[ABOUT THIS TASK] With the records below as input, work out how many lines include the word "RwLock". Give only the number.

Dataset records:
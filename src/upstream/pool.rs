pub mod ip_hash;
pub mod least_conn;
pub mod random;
pub mod round_robin;
pub mod sticky;
pub mod uri_hash;

use crate::upstream::Backend;
use ip_hash::IpHashPool;
use least_conn::LeastConnPool;
use random::RandomPool;
use round_robin::RoundRobinPool;
use std::sync::Arc;
use std::sync::RwLock;
use sticky::StickyPool;
use uri_hash::UriHashPool;

/// The request attributes a pool may consult when picking a peer.
/// Derived once per selection from the original request so the pools
/// stay independent of hyper types.
#[derive(Debug, Clone, Default)]
pub struct SelectionKey {
    pub remote_addr: String,
    pub path: String,
    /// Parsed `X-Sticky-Session-ID` cookie value, if present.
    pub sticky_session: Option<usize>,
}

/// Ordered backend list shared by every pool variant. Grows only during
/// startup; selection takes read snapshots.
pub(crate) struct BackendSet {
    inner: RwLock<Vec<Arc<Backend>>>,
}

impl BackendSet {
    pub(crate) fn new() -> Self {
        Self {
            inner: RwLock::new(Vec::new()),
        }
    }

    pub(crate) fn push(&self, backend: Arc<Backend>) {
        self.inner
            .write()
            .expect("backend set lock poisoned")
            .push(backend);
    }

    pub(crate) fn snapshot(&self) -> Vec<Arc<Backend>> {
        self.inner
            .read()
            .expect("backend set lock poisoned")
            .clone()
    }

    pub(crate) fn len(&self) -> usize {
        self.inner.read().expect("backend set lock poisoned").len()
    }
}

/// Enum-based server pool — one variant per balancing strategy, no
/// trait objects. Per-strategy state (cursors) lives inside the
/// variant.
pub enum ServerPool {
    RoundRobin(RoundRobinPool),
    LeastConn(LeastConnPool),
    Random(RandomPool),
    IpHash(IpHashPool),
    UriHash(UriHashPool),
    Sticky(StickyPool),
}

impl ServerPool {
    /// Map a strategy string to a pool. Unrecognized strings fall back
    /// to round robin.
    pub fn new(strategy: &str) -> Self {
        match strategy {
            "least_conn" => Self::LeastConn(LeastConnPool::new()),
            "random" => Self::Random(RandomPool::new()),
            "ip_hash" => Self::IpHash(IpHashPool::new()),
            "uri_hash" => Self::UriHash(UriHashPool::new()),
            "sticky" => Self::Sticky(StickyPool::new()),
            _ => Self::RoundRobin(RoundRobinPool::new()),
        }
    }

    pub fn strategy_name(&self) -> &'static str {
        match self {
            Self::RoundRobin(_) => "round_robin",
            Self::LeastConn(_) => "least_conn",
            Self::Random(_) => "random",
            Self::IpHash(_) => "ip_hash",
            Self::UriHash(_) => "uri_hash",
            Self::Sticky(_) => "sticky",
        }
    }

    pub fn add_backend(&self, backend: Arc<Backend>) {
        self.backends().push(backend);
    }

    pub fn get_backends(&self) -> Vec<Arc<Backend>> {
        self.backends().snapshot()
    }

    pub fn size(&self) -> usize {
        self.backends().len()
    }

    pub fn get_next_valid_peer(&self, key: &SelectionKey) -> Option<Arc<Backend>> {
        match self {
            Self::RoundRobin(pool) => pool.next_peer(),
            Self::LeastConn(pool) => pool.next_peer(),
            Self::Random(pool) => pool.next_peer(),
            Self::IpHash(pool) => pool.next_peer(key),
            Self::UriHash(pool) => pool.next_peer(key),
            Self::Sticky(pool) => pool.next_peer(key),
        }
    }

    fn backends(&self) -> &BackendSet {
        match self {
            Self::RoundRobin(pool) => &pool.backends,
            Self::LeastConn(pool) => &pool.backends,
            Self::Random(pool) => &pool.backends,
            Self::IpHash(pool) => &pool.backends,
            Self::UriHash(pool) => &pool.backends,
            Self::Sticky(pool) => &pool.backends,
        }
    }
}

[RESPONSE TO THE EXERCISE] 3